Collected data
>>>

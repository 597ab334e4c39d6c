use once_cell::sync::Lazy;
use std::borrow::Cow;
use std::ops::Range;
use std::sync::Arc;
use tokio::sync::OnceCell;
use tracing::{debug, info, warn};

use crate::errors::{SearchError, SearchResult};
use crate::metrics::SearchMetrics;
use crate::source::CorpusSource;

/// Removes every whitespace character from `raw`, keeping everything else in order.
///
/// Digits are not validated here. Already-normalized input is borrowed back
/// unchanged, which also makes the function idempotent.
pub fn normalize(raw: &str) -> Cow<'_, str> {
    if raw.chars().any(char::is_whitespace) {
        Cow::Owned(raw.chars().filter(|c| !c.is_whitespace()).collect())
    } else {
        Cow::Borrowed(raw)
    }
}

/// An immutable sequence of ASCII decimal digits.
///
/// Every character is one byte, so byte offsets and digit positions coincide.
#[derive(Debug, Clone, PartialEq, Eq)]
pub struct Corpus {
    digits: Box<str>,
}

impl Corpus {
    /// Builds a corpus from raw source text.
    ///
    /// Whitespace is stripped, then any leading non-digit marker (a BOM, a
    /// label) and a decimal point right after the first digit are dropped, so
    /// `"3.14159 26535"` becomes `"31415926535"`. Whatever remains must be a
    /// non-empty run of ASCII digits.
    pub fn from_raw(raw: &str) -> SearchResult<Self> {
        let normalized = normalize(raw);
        let body = normalized.trim_start_matches(|c: char| !c.is_ascii_digit());

        let digits: Box<str> = match body.as_bytes() {
            [first, b'.', ..] if first.is_ascii_digit() => {
                let mut joined = String::with_capacity(body.len() - 1);
                joined.push_str(&body[..1]);
                joined.push_str(&body[2..]);
                joined.into_boxed_str()
            }
            _ => body.into(),
        };

        if digits.is_empty() {
            return Err(SearchError::invalid_corpus("no digits found in corpus text"));
        }
        if let Some((offset, ch)) = digits.char_indices().find(|(_, c)| !c.is_ascii_digit()) {
            return Err(SearchError::invalid_corpus(format!(
                "unexpected character {ch:?} at digit offset {offset}"
            )));
        }

        Ok(Self { digits })
    }

    pub fn as_str(&self) -> &str {
        &self.digits
    }

    pub fn len(&self) -> usize {
        self.digits.len()
    }

    pub fn is_empty(&self) -> bool {
        self.digits.is_empty()
    }

    /// Leftmost occurrence of `needle`
    pub fn find(&self, needle: &str) -> Option<usize> {
        self.digits.find(needle)
    }

    /// Returns the digits in `range`, clamped to the corpus bounds
    pub fn slice(&self, range: Range<usize>) -> &str {
        let end = range.end.min(self.len());
        let start = range.start.min(end);
        &self.digits[start..end]
    }
}

static PROCESS_CACHE: Lazy<Arc<CorpusCache>> = Lazy::new(|| Arc::new(CorpusCache::new()));

/// Cell holding the loaded corpus.
///
/// The cell is either empty, being filled by exactly one in-flight load that
/// concurrent callers wait on, or filled. A failed load leaves it empty so the
/// next caller fetches again.
///
/// A cache is not keyed by source: every searcher handed the same cache must
/// read the same corpus. [`CorpusCache::global`] is the one cache for the
/// whole process.
#[derive(Debug, Default)]
pub struct CorpusCache {
    cell: OnceCell<Arc<Corpus>>,
}

impl CorpusCache {
    pub fn new() -> Self {
        Self::default()
    }

    /// The process-wide cache; every call returns the same instance
    pub fn global() -> Arc<CorpusCache> {
        Arc::clone(&PROCESS_CACHE)
    }

    /// Returns the cached corpus, if a load has already succeeded
    pub fn get(&self) -> Option<Arc<Corpus>> {
        self.cell.get().cloned()
    }

    pub fn is_loaded(&self) -> bool {
        self.cell.initialized()
    }

    /// Returns the cached corpus, fetching and normalizing it on first use
    pub async fn get_or_load<S>(
        &self,
        source: &S,
        metrics: &SearchMetrics,
    ) -> SearchResult<Arc<Corpus>>
    where
        S: CorpusSource + ?Sized,
    {
        if let Some(corpus) = self.cell.get() {
            metrics.record_cache_hit();
            return Ok(Arc::clone(corpus));
        }

        let corpus = self
            .cell
            .get_or_try_init(|| async {
                info!("Loading corpus from {}", source.describe());
                metrics.record_fetch();
                let raw = source.fetch().await.map_err(|e| {
                    warn!("Corpus load failed, cache left empty: {}", e);
                    metrics.record_fetch_failure();
                    e
                })?;
                let corpus = Corpus::from_raw(&raw).map_err(|e| {
                    metrics.record_fetch_failure();
                    e
                })?;
                debug!("Corpus ready with {} digits", corpus.len());
                Ok::<_, SearchError>(Arc::new(corpus))
            })
            .await?;

        Ok(Arc::clone(corpus))
    }
}
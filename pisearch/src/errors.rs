/// This module defines the error taxonomy for pisearch.
///
/// Three outcomes are kept apart on purpose:
///
/// 1. **Input errors** - the caller asked for something that cannot be searched
///    (a month of 13, a name without a single Latin letter).
/// 2. **Corpus errors** - the digits could not be fetched or are not digits.
/// 3. **Not found** - not an error at all. A search that ran and matched nothing
///    returns [`MatchResult::NotFound`](crate::results::MatchResult::NotFound).
///
/// ```rust,ignore
/// match searcher.search_name("1234").await {
///     Ok(MatchResult::Found { .. }) => // render the match,
///     Ok(MatchResult::NotFound { tried }) => // list what was tried,
///     Err(SearchError::InputError(msg)) => // ask for letters,
///     Err(e) => // corpus or config trouble
/// }
/// ```
use std::path::{Path, PathBuf};
use thiserror::Error;

/// Result type for search operations
pub type SearchResult<T> = Result<T, SearchError>;

/// Errors that can occur while loading the corpus or running a search
#[derive(Error, Debug)]
pub enum SearchError {
    #[error("Invalid input: {0}")]
    InputError(String),
    #[error("Corpus unavailable from {source_name}: {reason}")]
    CorpusUnavailable { source_name: String, reason: String },
    #[error("Invalid corpus: {0}")]
    InvalidCorpus(String),
    #[error("Configuration error: {0}")]
    ConfigError(String),
    #[error("IO error: {0}")]
    IoError(#[from] std::io::Error),
    #[error("JSON error: {0}")]
    JsonError(#[from] serde_json::Error),
    #[error("Invalid UTF-8 in corpus file {path}: {source}")]
    EncodingError {
        path: PathBuf,
        source: std::string::FromUtf8Error,
    },
    #[error("Batch worker failed: {0}")]
    BatchFailed(String),
}

impl SearchError {
    pub fn input_error(msg: impl Into<String>) -> Self {
        Self::InputError(msg.into())
    }

    pub fn corpus_unavailable(source_name: impl Into<String>, reason: impl Into<String>) -> Self {
        Self::CorpusUnavailable {
            source_name: source_name.into(),
            reason: reason.into(),
        }
    }

    pub fn invalid_corpus(msg: impl Into<String>) -> Self {
        Self::InvalidCorpus(msg.into())
    }

    pub fn config_error(msg: impl Into<String>) -> Self {
        Self::ConfigError(msg.into())
    }

    pub fn encoding_error(path: impl AsRef<Path>, source: std::string::FromUtf8Error) -> Self {
        Self::EncodingError {
            path: path.as_ref().to_path_buf(),
            source,
        }
    }

    /// True for errors caused by the caller's query rather than the environment
    pub fn is_input_error(&self) -> bool {
        matches!(self, Self::InputError(_))
    }
}

impl From<config::ConfigError> for SearchError {
    fn from(err: config::ConfigError) -> Self {
        Self::ConfigError(err.to_string())
    }
}

impl From<tokio::task::JoinError> for SearchError {
    fn from(err: tokio::task::JoinError) -> Self {
        Self::BatchFailed(err.to_string())
    }
}
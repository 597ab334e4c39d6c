/// Result types handed from the engine to whatever renders them.
///
/// A search either found something or it did not; the two outcomes are separate
/// enum variants rather than one struct with optional fields, so a caller can
/// never read a position off a failed search.
///
/// ```rust,ignore
/// match result {
///     MatchResult::Found { candidate, position, .. } => println!("{candidate} at {position}"),
///     MatchResult::NotFound { tried } => println!("tried {}", tried.join(", ")),
/// }
/// ```
use serde::ser::{Serialize, SerializeStruct, Serializer};

/// Outcome of running a candidate list against the corpus
#[derive(Debug, Clone, PartialEq, Eq)]
pub enum MatchResult {
    Found {
        /// The candidate that matched
        candidate: String,
        /// Zero-based offset of its leftmost occurrence
        position: usize,
        /// Length of the corpus that was searched
        corpus_len: usize,
        /// Every candidate the request carried, in order
        tried: Vec<String>,
    },
    NotFound {
        tried: Vec<String>,
    },
}

impl MatchResult {
    pub fn is_found(&self) -> bool {
        matches!(self, Self::Found { .. })
    }

    /// Candidates that were part of the request
    pub fn tried(&self) -> &[String] {
        match self {
            Self::Found { tried, .. } | Self::NotFound { tried } => tried,
        }
    }

    pub fn candidate(&self) -> Option<&str> {
        match self {
            Self::Found { candidate, .. } => Some(candidate),
            Self::NotFound { .. } => None,
        }
    }

    pub fn position(&self) -> Option<usize> {
        match self {
            Self::Found { position, .. } => Some(*position),
            Self::NotFound { .. } => None,
        }
    }
}

/// Digits around a match: at most `radius` before and after, clipped at the edges
#[derive(Debug, Clone, PartialEq, Eq, serde::Serialize)]
pub struct ContextWindow {
    pub before: String,
    #[serde(rename = "match")]
    pub matched: String,
    pub after: String,
}

/// A found match with everything needed for display
#[derive(Debug, Clone, PartialEq)]
pub struct FoundMatch {
    pub candidate: String,
    pub position: usize,
    pub corpus_len: usize,
    pub tried: Vec<String>,
    /// `position / corpus_len * 100`, unrounded
    pub percentage: f64,
    pub context: ContextWindow,
}

impl FoundMatch {
    /// One-based position, the way people count digits
    pub fn display_position(&self) -> usize {
        self.position + 1
    }

    /// Digits after the decimal point; the corpus keeps the leading "3"
    pub fn decimal_digits(&self) -> usize {
        self.corpus_len.saturating_sub(1)
    }

    /// Percentage rounded to two decimals
    pub fn percentage_label(&self) -> String {
        format!("{:.2}", self.percentage)
    }
}

/// What the presentation layer consumes
#[derive(Debug, Clone, PartialEq)]
pub enum MatchReport {
    Found(FoundMatch),
    NotFound { tried: Vec<String> },
}

impl MatchReport {
    pub fn is_found(&self) -> bool {
        matches!(self, Self::Found(_))
    }

    pub fn tried(&self) -> &[String] {
        match self {
            Self::Found(found) => &found.tried,
            Self::NotFound { tried } => tried,
        }
    }
}

impl Serialize for MatchReport {
    fn serialize<S: Serializer>(&self, serializer: S) -> Result<S::Ok, S::Error> {
        match self {
            Self::Found(found) => {
                let mut state = serializer.serialize_struct("MatchReport", 8)?;
                state.serialize_field("found", &true)?;
                state.serialize_field("position", &found.position)?;
                state.serialize_field("display_position", &found.display_position())?;
                state.serialize_field("matched_candidate", &found.candidate)?;
                state.serialize_field("corpus_length", &found.corpus_len)?;
                state.serialize_field("tried", &found.tried)?;
                state.serialize_field("percentage", &found.percentage_label())?;
                state.serialize_field("context", &found.context)?;
                state.end()
            }
            Self::NotFound { tried } => {
                let mut state = serializer.serialize_struct("MatchReport", 2)?;
                state.serialize_field("found", &false)?;
                state.serialize_field("tried", tried)?;
                state.end()
            }
        }
    }
}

<<<

- _TASK ITEM_
Return, word for word, the lines of the data above from the line with "static PROCESS_CACHE: Lazy<Arc<CorpusCache>>" through the line with "S: CorpusSource +", inclusive.

- _TASK ANSWER_
static PROCESS_CACHE: Lazy<Arc<CorpusCache>> = Lazy::new(|| Arc::new(CorpusCache::new()));

/// Cell holding the loaded corpus.
///
/// The cell is either empty, being filled by exactly one in-flight load that
/// concurrent callers wait on, or filled. A failed load leaves it empty so the
/// next caller fetches again.
///
/// A cache is not keyed by source: every searcher handed the same cache must
/// read the same corpus. [`CorpusCache::global`] is the one cache for the
/// whole process.
#[derive(Debug, Default)]
pub struct CorpusCache {
    cell: OnceCell<Arc<Corpus>>,
}

impl CorpusCache {
    pub fn new() -> Self {
        Self::default()
    }

    /// The process-wide cache; every call returns the same instance
    pub fn global() -> Arc<CorpusCache> {
        Arc::clone(&PROCESS_CACHE)
    }

    /// Returns the cached corpus, if a load has already succeeded
    pub fn get(&self) -> Option<Arc<Corpus>> {
        self.cell.get().cloned()
    }

    pub fn is_loaded(&self) -> bool {
        self.cell.initialized()
    }

    /// Returns the cached corpus, fetching and normalizing it on first use
    pub async fn get_or_load<S>(
        &self,
        source: &S,
        metrics: &SearchMetrics,
    ) -> SearchResult<Arc<Corpus>>
    where
        S: CorpusSource + ?Sized,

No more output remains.